Wat dit alles te maken heeft met de patroonheilige van de muziek? Het antwoord op die vraag komt pas tegen het slot wanneer Dryden de heidense vaardigheden van Timotheus met de uitvinding van het orgel en de goddelijke verbindingen van ‘Divine Cecilia, who enlarg’d the former narrow bounds’ contrasteert.

De muziek is prachtig en The Sixteen (in feite 18, want er zijn twee sopranen toegevoegd), hoewel wat gering in aantal voor de grote koorgedeelten, zingen precies en met barokke zwier.

Aan Nancy Argenta valt het grootste deel van de aria’s ten deel. Superieur differentieert zij tussen get stoere ‘War, he sung, is toil and trouble’ en het ingetogen ‘He chose a mournful muse’. Ian Partridge blinkt uit in ‘Happy pair’ en donkere bas Michael George in ‘Revenge, Timotheus cries’. Ook op de levendige orkestbegeleiding met fraaie solobijdragen van cello, trompet, blokfluiten en hoorns valt niets aan te merken.
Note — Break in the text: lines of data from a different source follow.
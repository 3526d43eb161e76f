use bevy::prelude::*;

use crate::camera::MainCamera;
use crate::input::PointerEvent;
use crate::visual::board::BoardMetrics;
use crate::visual::nodes::GraphNode;
use crate::visual::physics::NodePhysics;

use super::selection::Selection;

/// System: a click near a node makes it the selected node
pub fn handle_pointer_select(
    mut pointer_events: MessageReader<PointerEvent>,
    camera_query: Query<(&Camera, &GlobalTransform), With<MainCamera>>,
    nodes: Query<(&GraphNode, &NodePhysics)>,
    metrics: Option<Res<BoardMetrics>>,
    mut selection: ResMut<Selection>,
) {
    let Ok((camera, camera_transform)) = camera_query.single() else {
        return;
    };
    let Some(metrics) = metrics else {
        return;
    };

    for event in pointer_events.read() {
        let Some(world_pos) = event.to_world_position(camera, camera_transform) else {
            continue;
        };

        let picked = nodes
            .iter()
            .min_by(|(_, physics_a), (_, physics_b)| {
                let dist_a = world_pos.distance(physics_a.position);
                let dist_b = world_pos.distance(physics_b.position);
                dist_a.partial_cmp(&dist_b).unwrap()
            })
            .filter(|(_, physics)| {
                world_pos.distance(physics.position) < metrics.node_radius * 2.0
            })
            .map(|(graph_node, _)| graph_node.node_id);

        if let Some(node_id) = picked {
            selection.node = node_id.index();
            debug!("selected node {} via pointer", node_id);
        }
    }
}
use bevy::prelude::Resource;

use crate::graph::{NodeId, PaletteColor};

/// Cyclic successor over `0..n`
pub fn cycle_next(index: usize, n: usize) -> usize {
    (index + 1) % n
}

/// Cyclic predecessor over `0..n`
pub fn cycle_prev(index: usize, n: usize) -> usize {
    (index + n - 1) % n
}

/// The player's current node/color pick. Pure UI state: the core never
/// sees it, and it deliberately survives new games, so a stale node
/// index is possible and surfaces as an invalid-node move.
#[derive(Resource, Debug, Clone, Copy)]
pub struct Selection {
    pub node: usize,
    pub color: usize,
}

impl Default for Selection {
    fn default() -> Self {
        Selection { node: 0, color: 0 }
    }
}

impl Selection {
    pub fn selected_node(&self) -> NodeId {
        NodeId(self.node)
    }

    pub fn selected_color(&self) -> PaletteColor {
        PaletteColor::ALL[self.color]
    }

    pub fn next_node(&mut self, node_count: usize) {
        if node_count > 0 {
            self.node = cycle_next(self.node, node_count);
        }
    }

    pub fn prev_node(&mut self, node_count: usize) {
        if node_count > 0 {
            self.node = cycle_prev(self.node, node_count);
        }
    }

    pub fn next_color(&mut self) {
        self.color = cycle_next(self.color, PaletteColor::ALL.len());
    }

    pub fn prev_color(&mut self) {
        self.color = cycle_prev(self.color, PaletteColor::ALL.len());
    }
}

#[cfg(test)]
mod tests {
    use super::*;

    #[test]
    fn test_cycle_wraps_both_ways() {
        assert_eq!(cycle_next(3, 5), 4);
        assert_eq!(cycle_next(4, 5), 0);
        assert_eq!(cycle_prev(1, 5), 0);
        assert_eq!(cycle_prev(0, 5), 4);
    }

    #[test]
    fn test_node_navigation() {
        let mut selection = Selection::default();

        selection.next_node(5);
        assert_eq!(selection.node, 1);
        selection.prev_node(5);
        selection.prev_node(5);
        assert_eq!(selection.node, 4);
    }

    #[test]
    fn test_stale_index_recovers_into_range() {
        // A Hard -> Easy switch can leave the selection beyond the new
        // node range; one navigation step lands back inside it
        let mut selection = Selection { node: 9, color: 0 };

        selection.next_node(5);
        assert_eq!(selection.node, 0);

        let mut selection = Selection { node: 9, color: 0 };
        selection.prev_node(5);
        assert_eq!(selection.node, 3);
    }

    #[test]
    fn test_color_navigation_follows_palette_order() {
        let mut selection = Selection::default();
        assert_eq!(selection.selected_color(), PaletteColor::Green);

        selection.next_color();
        assert_eq!(selection.selected_color(), PaletteColor::Red);

        selection.prev_color();
        selection.prev_color();
        assert_eq!(selection.selected_color(), PaletteColor::Black);
    }
}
Daarmee overtreft Christophers de altijd zo betrouwbare Gardiner (Philips 475.7774).

De bewerking van Mozart (en baron van Swieten!) uit 1790 kennen we niet via een opname, maar die zal heel wat bescheidener van ingrepen zijn dat wat we bij Harnoncourt te horen krijgen. Dat komt omdat de dirigent Ignaz Franz von Mosel op Beechameske manier de orkestratie uitbreidde met o.a. een grote trom en het koor verveelvoudigde.
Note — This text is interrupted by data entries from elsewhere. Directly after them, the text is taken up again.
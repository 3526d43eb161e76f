use bevy::prelude::*;
use rand::rng;

use crate::game::session::GameSession;
use crate::graph::{HintResult, MoveError, MoveResult, NodeId};
use crate::input::GameCommand;
use crate::visual::board::BoardMetrics;
use crate::visual::nodes::GraphNode;
use crate::visual::physics::NodePhysics;
use crate::visual::ui::StatusLine;

use super::selection::Selection;

/// How hard a rejected node gets knocked sideways, relative to its size
const SHAKE_IMPULSE_FACTOR: f32 = 15.0;

/// System: drain the frame's player commands into the session. This is
/// the only place game state mutates, so every trigger runs to
/// completion before the next one is seen.
pub fn handle_game_commands(
    mut commands_in: MessageReader<GameCommand>,
    mut session: ResMut<GameSession>,
    mut selection: ResMut<Selection>,
    mut status: ResMut<StatusLine>,
    metrics: Option<Res<BoardMetrics>>,
    mut nodes: Query<(&GraphNode, &mut NodePhysics)>,
) {
    for command in commands_in.read() {
        match command {
            GameCommand::NewGame(difficulty) => {
                session.new_game(*difficulty, &mut rng());
                status.set(format!(
                    "New {} game: {} nodes, {} edges",
                    difficulty,
                    session.node_count(),
                    session.graph().edge_count()
                ));
                info!(
                    "new {} game with {} nodes",
                    difficulty,
                    session.node_count()
                );
            }

            GameCommand::SelectColor(color) => selection.color = color.index(),
            GameCommand::NextNode => selection.next_node(session.node_count()),
            GameCommand::PrevNode => selection.prev_node(session.node_count()),
            GameCommand::NextColor => selection.next_color(),
            GameCommand::PrevColor => selection.prev_color(),

            GameCommand::ColorSelectedNode => {
                let node = selection.selected_node();
                let color = selection.selected_color();

                match session.apply_move(node, color) {
                    MoveResult::Colored { node, color, .. } => {
                        status.set(format!("Node {} is now {}", node, color));
                        info!("colored node {} {}", node, color);
                    }
                    MoveResult::Won(summary) => {
                        status.set(format!(
                            "You've colored the graph! Final score: {} (x{}, +{} for {} colors)",
                            summary.final_score,
                            summary.multiplier,
                            summary.color_bonus,
                            summary.distinct_colors
                        ));
                        info!("puzzle solved with final score {}", summary.final_score);
                    }
                    MoveResult::Invalid(err) => {
                        status.set(err.to_string());
                        warn!("rejected move: {}", err);
                        if let MoveError::AdjacentConflict { node, .. } = err {
                            shake_node(node, metrics.as_deref(), &mut nodes);
                        }
                    }
                }
            }

            GameCommand::Hint => match session.give_hint() {
                HintResult::Applied { node, color } => {
                    status.set(format!("Hint: node {} takes {}", node, color));
                    info!("hint colored node {} {}", node, color);
                }
                HintResult::NoMoves => {
                    status.set("No possible moves detected");
                    info!("hint requested but no legal move exists");
                }
            },
        }
    }
}

/// Knock the offending node sideways; the rest spring pulls it back
fn shake_node(
    node: NodeId,
    metrics: Option<&BoardMetrics>,
    nodes: &mut Query<(&GraphNode, &mut NodePhysics)>,
) {
    let Some(metrics) = metrics else {
        return;
    };

    for (graph_node, mut physics) in nodes {
        if graph_node.node_id == node {
            physics.apply_impulse(Vec2::new(metrics.node_radius * SHAKE_IMPULSE_FACTOR, 0.0));
        }
    }
}
//! World-space HUD: score, high score, difficulty, current selection,
//! a status line for move feedback, and the static hotkey help.

use bevy::prelude::*;

use crate::camera::GameCamera;
use crate::game::session::GameSession;
use crate::visual::interactions::Selection;

/// Text pixels per world unit for HUD glyphs
const HUD_FONT_SIZE: f32 = 32.0;
const HUD_TEXT_SCALE: f32 = 0.011;
const HELP_TEXT_SCALE: f32 = 0.0075;

const HELP_TEXT: &str = "Hotkeys:\n\
E / M / H: new Easy / Medium / Hard game\n\
Left / Right: select node   Up / Down: select color   1-5: pick color\n\
Enter: color selected node   N: hint   Click: pick node";

/// Feedback line driven by the command handler (move errors, hint
/// results, win announcements)
#[derive(Resource, Default)]
pub struct StatusLine {
    pub text: String,
}

impl StatusLine {
    pub fn set(&mut self, text: impl Into<String>) {
        self.text = text.into();
    }
}

/// Which live value a HUD text entity displays
#[derive(Component, Debug, Clone, Copy, PartialEq, Eq)]
pub enum HudField {
    Score,
    HighScore,
    Difficulty,
    Selection,
    Status,
}

/// System: spawn the HUD text entities around the board
pub fn spawn_hud(mut commands: Commands, game_camera: Res<GameCamera>) {
    let bounds = &game_camera.bounds;

    let fields = [
        (HudField::Difficulty, 0.08, 0.96),
        (HudField::HighScore, 0.62, 0.96),
        (HudField::Score, 0.90, 0.96),
        (HudField::Selection, 0.08, 0.90),
        (HudField::Status, 0.50, 0.84),
    ];

    for (field, horizontal, vertical) in fields {
        commands.spawn((
            field,
            Text2d::new(String::new()),
            TextFont {
                font_size: HUD_FONT_SIZE,
                ..default()
            },
            TextColor(Color::WHITE),
            Transform::from_translation(
                bounds.position_with_padding(horizontal, vertical, 0.02).extend(5.0),
            )
            .with_scale(Vec3::splat(HUD_TEXT_SCALE)),
        ));
    }

    // Static hotkey help in the bottom-left corner
    commands.spawn((
        Text2d::new(HELP_TEXT),
        TextFont {
            font_size: HUD_FONT_SIZE,
            ..default()
        },
        TextColor(Color::srgb(0.7, 0.7, 0.75)),
        Transform::from_translation(bounds.position_with_padding(0.14, 0.05, 0.02).extend(5.0))
            .with_scale(Vec3::splat(HELP_TEXT_SCALE)),
    ));

    info!("HUD spawned");
}

/// System: refresh every HUD field from the live game state
pub fn update_hud(
    session: Res<GameSession>,
    selection: Res<Selection>,
    status: Res<StatusLine>,
    mut texts: Query<(&mut Text2d, &HudField)>,
) {
    for (mut text, field) in &mut texts {
        let value = match field {
            HudField::Score => format!("Score: {}", session.score()),
            HudField::HighScore => format!("High Score: {}", session.high_score()),
            HudField::Difficulty => format!("Difficulty: {}", session.difficulty()),
            HudField::Selection => format!(
                "Node {} | Color {}",
                selection.node,
                selection.selected_color()
            ),
            HudField::Status => status.text.clone(),
        };

        if text.0 != value {
            text.0 = value;
        }
    }
}
use std::fmt;

/// Node identifier, an index into the current graph's node range
#[derive(Debug, Clone, Copy, PartialEq, Eq, Hash, PartialOrd, Ord)]
pub struct NodeId(pub usize);

impl fmt::Display for NodeId {
    fn fmt(&self, f: &mut fmt::Formatter<'_>) -> fmt::Result {
        write!(f, "{}", self.0)
    }
}

impl NodeId {
    pub const fn new(id: usize) -> Self {
        NodeId(id)
    }

    pub const fn index(&self) -> usize {
        self.0
    }
}

#[cfg(test)]
mod tests {
    use super::*;

    #[test]
    fn test_node_id_display() {
        assert_eq!(NodeId(7).to_string(), "7");
    }

    #[test]
    fn test_node_id_ordering() {
        assert!(NodeId(2) < NodeId(5));
        assert_eq!(NodeId(3), NodeId(3));
    }
}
Dit gebeurde in 1812 voor een concert in Wenen toen Napoleon net niet meer op het toppunt van kracht stond en het Oostenrijkse zelfbewustzijn best een oppepper kon gebruiken door hem ten minste met het ‘Geweld van de muziek’ te bestrijden. Oostenrijk als Timotheus tegenover Napoleon als Alexander.
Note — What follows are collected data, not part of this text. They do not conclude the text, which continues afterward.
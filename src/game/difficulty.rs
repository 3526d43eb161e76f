use std::fmt;

/// Difficulty tier selected by the player
#[derive(Debug, Clone, Copy, Default, PartialEq, Eq, Hash)]
pub enum Difficulty {
    Easy,
    #[default]
    Medium,
    Hard,
}

/// Everything a tier controls: puzzle size, edge density, and the
/// multiplier applied to the score on a win
#[derive(Debug, Clone, Copy, PartialEq)]
pub struct DifficultyConfig {
    pub node_count: usize,
    pub edge_probability: f64,
    pub score_multiplier: i32,
}

const EASY: DifficultyConfig = DifficultyConfig {
    node_count: 5,
    edge_probability: 0.4,
    score_multiplier: 1,
};

const MEDIUM: DifficultyConfig = DifficultyConfig {
    node_count: 8,
    edge_probability: 0.5,
    score_multiplier: 2,
};

const HARD: DifficultyConfig = DifficultyConfig {
    node_count: 10,
    edge_probability: 0.6,
    score_multiplier: 3,
};

impl Difficulty {
    pub const ALL: [Difficulty; 3] = [Difficulty::Easy, Difficulty::Medium, Difficulty::Hard];

    pub const fn config(&self) -> DifficultyConfig {
        match self {
            Difficulty::Easy => EASY,
            Difficulty::Medium => MEDIUM,
            Difficulty::Hard => HARD,
        }
    }

    pub const fn label(&self) -> &'static str {
        match self {
            Difficulty::Easy => "Easy",
            Difficulty::Medium => "Medium",
            Difficulty::Hard => "Hard",
        }
    }
}

impl fmt::Display for Difficulty {
    fn fmt(&self, f: &mut fmt::Formatter<'_>) -> fmt::Result {
        write!(f, "{}", self.label())
    }
}

#[cfg(test)]
mod tests {
    use super::*;

    #[test]
    fn test_node_counts() {
        assert_eq!(Difficulty::Easy.config().node_count, 5);
        assert_eq!(Difficulty::Medium.config().node_count, 8);
        assert_eq!(Difficulty::Hard.config().node_count, 10);
    }

    #[test]
    fn test_edge_probabilities() {
        assert_eq!(Difficulty::Easy.config().edge_probability, 0.4);
        assert_eq!(Difficulty::Medium.config().edge_probability, 0.5);
        assert_eq!(Difficulty::Hard.config().edge_probability, 0.6);
    }

    #[test]
    fn test_score_multipliers() {
        assert_eq!(Difficulty::Easy.config().score_multiplier, 1);
        assert_eq!(Difficulty::Medium.config().score_multiplier, 2);
        assert_eq!(Difficulty::Hard.config().score_multiplier, 3);
    }

    #[test]
    fn test_default_is_medium() {
        // The game opens with a medium puzzle
        assert_eq!(Difficulty::default(), Difficulty::Medium);
    }
}
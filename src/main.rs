use bevy::prelude::*;

mod camera;
mod game;
mod graph;
mod input;
mod layout;
mod visual;

use bevy::window::WindowResolution;
use camera::CameraPlugin;
use input::InputPlugin;

use crate::visual::plugin::BoardPlugin;

fn main() {
    let mut app = App::new();

    app.add_plugins(DefaultPlugins.set(WindowPlugin {
        primary_window: Some(Window {
            title: "Chroma Graph".into(),
            resolution: WindowResolution::new(1280, 800),
            resizable: true,
            ..default()
        }),
        ..default()
    }))
    .add_plugins(CameraPlugin)
    .add_plugins(InputPlugin)
    .add_plugins(BoardPlugin);

    app.run();
}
Voor dat concert werden in de Hofreitschule ruim vijfhonderd musici ingezet terwijl het ongeveer 2500-koppige publiek werd uitgenodigd om mee te zingen, bijvoorbeeld in één bepaald koorgedeelte – de refreinen van het wekkoor voor Alexander ‘Brich die Bände seines Schlummers’.

In 1812 werd ook de Gesellschaft der Musikfreunde opgericht, vandaar de tweehonderdjarige link met het feestconcert vorig jaar. 

Zo massaal pakte Harnoncourt het niet aan bij zijn uitvoering die leidde tot deze ‘live’ opname uit de volgepakte Musikverein zaal, maar hij had toch wel zo’n honderd musici en honderd zangers ter beschikking: Concentus musicus uitgegroeid tot een gigantische filharmonie. En de zaal die zich met het zingen van dat refrein in de feestvreugde mengt.

Zoals te verwachten klinkt het resultaat spectaculair. Dat de drie zangsolisten zich in dit geweld goed staande weten te houden en zelf een heel duidelijke, fraaie inbreng hebben, verdient alle waardering. In nr. 27, tot slot, kunnen ze zich collectief manifesteren zonder het onderspit te delen.

Alles in aanmerking genomen is de opname behoorlijk geslaagd en geeft deze een aardig getrouw beeld van zo’n omvangrijk gebeuren.